An interview from the Russian Ministry for Maritime and River Transport published on website PortNews says that Arctic ports along the Northern Sea Route are experiencing a surge in cargo. Up to August 24th of this year, 9.95 million tons of goods went through ports in the region, an 81 per cent increase on last year’s 5.5 million. Even though the passage is only feasible for three months of the year, global warming is making it increasingly viable for major shipping companies. This year, temperatures in the Arctic Circle have been unusually warm, topping 30C on several occasions.
That resulted in Maersk confirming that it was sending a ship with a 3,600 container capacity, the Venta Mersk, over the top of Russia on a test run. The decision has been welcomed in Russia where it’s hoped the Arctic route will compete with the southern route through the Suez Canal and Straits of Malacca. The Northern Sea Route runs from Murmansk near Russia’s border with Norway all the way to the Bering Strait in Alaska with all transiting ships requiring a permit from the Russian authorities. Even though travel-time can be reduced by two weeks compared to the southern route, costs are generally higher because vessels have to be accompanied by a nuclear-powered icebreaker.
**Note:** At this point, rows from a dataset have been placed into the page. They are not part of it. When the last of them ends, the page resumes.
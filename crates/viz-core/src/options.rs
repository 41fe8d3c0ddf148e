//! Typed configuration per chart kind.
//!
//! The serialized `Default` of each struct is the merge template for that
//! kind, so every key a user may override is declared here.

use crate::{colors, config::*};
use serde::{Deserialize, Serialize};

// ============================================================================
// DONUT
// ============================================================================

#[derive(Debug, Clone, PartialEq, Serialize, Deserialize)]
#[serde(default, rename_all = "camelCase")]
pub struct DonutConfig {
    pub canvas: CanvasConfig,
    pub title: TitleConfig,
    pub legend: LegendConfig,
    pub tooltip: TooltipConfig,
    pub toolkit: ToolkitConfig,
    pub hover: HoverConfig,
    /// Ring thickness in px
    pub arc_width: f64,
    pub show_data_labels: bool,
    /// Distance of the label anchor outside the ring
    pub label_offset: f64,
    /// Labels of segments under this percentage are hidden
    pub hide_label_under: f64,
    pub rounding_value: usize,
    pub rounding_percentage: usize,
    pub show_total: bool,
    pub show_average: bool,
    pub use_gradient: bool,
    pub gradient_intensity: f64,
}

impl Default for DonutConfig {
    fn default() -> Self {
        Self {
            canvas: CanvasConfig::default().with_padding(Padding::uniform(64.0)),
            title: TitleConfig::default(),
            legend: LegendConfig::default(),
            tooltip: TooltipConfig::default(),
            toolkit: ToolkitConfig::default(),
            hover: HoverConfig::default(),
            arc_width: 64.0,
            show_data_labels: true,
            label_offset: 24.0,
            hide_label_under: 3.0,
            rounding_value: 0,
            rounding_percentage: 0,
            show_total: true,
            show_average: false,
            use_gradient: true,
            gradient_intensity: 40.0,
        }
    }
}

// ============================================================================
// GAUGE
// ============================================================================

#[derive(Debug, Clone, PartialEq, Serialize, Deserialize)]
#[serde(default, rename_all = "camelCase")]
pub struct GaugeAnimationConfig {
    pub enabled: bool,
    /// Rating units added per frame at start
    pub speed: f64,
    /// Speed increase per frame
    pub acceleration: f64,
}

impl Default for GaugeAnimationConfig {
    fn default() -> Self {
        Self {
            enabled: true,
            speed: 1.0,
            acceleration: 0.1,
        }
    }
}

#[derive(Debug, Clone, PartialEq, Serialize, Deserialize)]
#[serde(default, rename_all = "camelCase")]
pub struct GaugeConfig {
    pub canvas: CanvasConfig,
    pub title: TitleConfig,
    pub legend: LegendConfig,
    pub tooltip: TooltipConfig,
    pub toolkit: ToolkitConfig,
    pub hover: HoverConfig,
    pub arc_width: f64,
    /// Pointer length as a ratio of the gauge radius
    pub pointer_size: f64,
    pub pointer_stroke_width: f64,
    pub pointer_color: String,
    pub show_markers: bool,
    pub marker_offset: f64,
    pub rounding_value: usize,
    pub animation: GaugeAnimationConfig,
}

impl Default for GaugeConfig {
    fn default() -> Self {
        Self {
            canvas: CanvasConfig::sized(512.0, 320.0).with_padding(Padding::new(64.0, 48.0, 24.0, 48.0)),
            title: TitleConfig::default(),
            legend: LegendConfig::default(),
            tooltip: TooltipConfig::default(),
            toolkit: ToolkitConfig {
                show_labels_toggle: false,
                ..Default::default()
            },
            hover: HoverConfig::default(),
            arc_width: 32.0,
            pointer_size: 0.9,
            pointer_stroke_width: 6.0,
            pointer_color: colors::POINTER.to_string(),
            show_markers: true,
            marker_offset: 16.0,
            rounding_value: 0,
            animation: GaugeAnimationConfig::default(),
        }
    }
}

// ============================================================================
// RADIAL BAR
// ============================================================================

#[derive(Debug, Clone, PartialEq, Serialize, Deserialize)]
#[serde(default, rename_all = "camelCase")]
pub struct RadialBarConfig {
    pub canvas: CanvasConfig,
    pub title: TitleConfig,
    pub legend: LegendConfig,
    pub tooltip: TooltipConfig,
    pub toolkit: ToolkitConfig,
    pub hover: HoverConfig,
    /// Track stroke width as a ratio of the ring spacing
    pub track_ratio: f64,
    pub gutter_color: String,
    pub show_labels: bool,
    pub rounding_percentage: usize,
}

impl Default for RadialBarConfig {
    fn default() -> Self {
        Self {
            canvas: CanvasConfig::default().with_padding(Padding::uniform(48.0)),
            title: TitleConfig::default(),
            legend: LegendConfig::default(),
            tooltip: TooltipConfig::default(),
            toolkit: ToolkitConfig::default(),
            hover: HoverConfig::default(),
            track_ratio: 0.7,
            gutter_color: colors::GUTTER.to_string(),
            show_labels: true,
            rounding_percentage: 1,
        }
    }
}

// ============================================================================
// VERTICAL BAR
// ============================================================================

#[derive(Debug, Clone, PartialEq, Serialize, Deserialize)]
#[serde(default, rename_all = "camelCase")]
pub struct VerticalBarConfig {
    pub canvas: CanvasConfig,
    pub title: TitleConfig,
    pub legend: LegendConfig,
    pub tooltip: TooltipConfig,
    pub toolkit: ToolkitConfig,
    pub hover: HoverConfig,
    pub bar_height: f64,
    pub bar_gap: f64,
    pub show_children: bool,
    /// Lightening applied to child rows relative to the parent color
    pub child_lighten: f64,
    pub show_values: bool,
    pub rounding_value: usize,
    pub rounding_percentage: usize,
}

impl Default for VerticalBarConfig {
    fn default() -> Self {
        Self {
            canvas: CanvasConfig::default().with_padding(Padding::new(48.0, 64.0, 24.0, 128.0)),
            title: TitleConfig::default(),
            legend: LegendConfig::default(),
            tooltip: TooltipConfig::default(),
            toolkit: ToolkitConfig::default(),
            hover: HoverConfig::default(),
            bar_height: 24.0,
            bar_gap: 8.0,
            show_children: true,
            child_lighten: 0.35,
            show_values: true,
            rounding_value: 0,
            rounding_percentage: 1,
        }
    }
}

// ============================================================================
// WAFFLE
// ============================================================================

#[derive(Debug, Clone, PartialEq, Serialize, Deserialize)]
#[serde(default, rename_all = "camelCase")]
pub struct WaffleConfig {
    pub canvas: CanvasConfig,
    pub title: TitleConfig,
    pub legend: LegendConfig,
    pub tooltip: TooltipConfig,
    pub toolkit: ToolkitConfig,
    pub hover: HoverConfig,
    /// Cells per side (N for an N×N grid)
    pub grid_size: usize,
    pub cell_gap: f64,
    pub cell_radius: f64,
    pub rounding_percentage: usize,
}

impl Default for WaffleConfig {
    fn default() -> Self {
        Self {
            canvas: CanvasConfig::default(),
            title: TitleConfig::default(),
            legend: LegendConfig::default(),
            tooltip: TooltipConfig::default(),
            toolkit: ToolkitConfig::default(),
            hover: HoverConfig::default(),
            grid_size: 10,
            cell_gap: 2.0,
            cell_radius: 2.0,
            rounding_percentage: 1,
        }
    }
}

// ============================================================================
// XY
// ============================================================================

#[derive(Debug, Clone, PartialEq, Serialize, Deserialize)]
#[serde(default, rename_all = "camelCase")]
pub struct XyGridConfig {
    pub show: bool,
    pub y_ticks: usize,
    pub stroke: String,
    pub show_x_labels: bool,
    pub show_y_labels: bool,
}

impl Default for XyGridConfig {
    fn default() -> Self {
        Self {
            show: true,
            y_ticks: 10,
            stroke: colors::GRID.to_string(),
            show_x_labels: true,
            show_y_labels: true,
        }
    }
}

#[derive(Debug, Clone, PartialEq, Serialize, Deserialize)]
#[serde(default, rename_all = "camelCase")]
pub struct XyBarConfig {
    /// Share of each bar's slice left empty on both sides (0..0.5)
    pub padding_ratio: f64,
    pub radius: f64,
}

impl Default for XyBarConfig {
    fn default() -> Self {
        Self {
            padding_ratio: 0.1,
            radius: 2.0,
        }
    }
}

#[derive(Debug, Clone, PartialEq, Serialize, Deserialize)]
#[serde(default, rename_all = "camelCase")]
pub struct XyLineConfig {
    pub stroke_width: f64,
    pub use_area: bool,
    pub area_opacity: f64,
    pub show_points: bool,
    pub point_radius: f64,
}

impl Default for XyLineConfig {
    fn default() -> Self {
        Self {
            stroke_width: 2.0,
            use_area: false,
            area_opacity: 0.2,
            show_points: true,
            point_radius: 3.0,
        }
    }
}

#[derive(Debug, Clone, PartialEq, Serialize, Deserialize)]
#[serde(default, rename_all = "camelCase")]
pub struct XyProgressionConfig {
    pub show: bool,
    pub stroke_width: f64,
    pub dasharray: f64,
    pub rounding: usize,
}

impl Default for XyProgressionConfig {
    fn default() -> Self {
        Self {
            show: true,
            stroke_width: 1.0,
            dasharray: 4.0,
            rounding: 1,
        }
    }
}

#[derive(Debug, Clone, PartialEq, Serialize, Deserialize)]
#[serde(default, rename_all = "camelCase")]
pub struct XyConfig {
    pub canvas: CanvasConfig,
    pub title: TitleConfig,
    pub legend: LegendConfig,
    pub tooltip: TooltipConfig,
    pub toolkit: ToolkitConfig,
    pub hover: HoverConfig,
    pub grid: XyGridConfig,
    pub bar: XyBarConfig,
    pub line: XyLineConfig,
    pub plot_radius: f64,
    pub progression: XyProgressionConfig,
    /// Category labels for the x slots
    pub x_labels: Vec<String>,
    pub rounding_value: usize,
}

impl Default for XyConfig {
    fn default() -> Self {
        Self {
            canvas: CanvasConfig::sized(800.0, 450.0).with_padding(Padding::new(48.0, 24.0, 48.0, 64.0)),
            title: TitleConfig::default(),
            legend: LegendConfig {
                show_percentage: false,
                ..Default::default()
            },
            tooltip: TooltipConfig {
                show_percentage: false,
                ..Default::default()
            },
            toolkit: ToolkitConfig::default(),
            hover: HoverConfig {
                blur: 0.0,
                ..Default::default()
            },
            grid: XyGridConfig::default(),
            bar: XyBarConfig::default(),
            line: XyLineConfig::default(),
            plot_radius: 4.0,
            progression: XyProgressionConfig::default(),
            x_labels: Vec::new(),
            rounding_value: 1,
        }
    }
}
The Venta Maersk left Vladivostock before docking in Pusan, South Korea. It embarked on its long journey through the Arctic and its expected to pass through the Bering Strait at the start of September before finishing the trip in St. Petersburg at the end of the month. The following infographic shows how a general container-ship would travel between Europe and East Asia, using Hamburg and Shanghai as example ports. A ship travelling between those two cities on the Northern Sea Route would travel about 14,000 kilometres, sparing at least two weeks over the 20,000-kilometer long southern route through the Suez Canal and Straits of Malacca.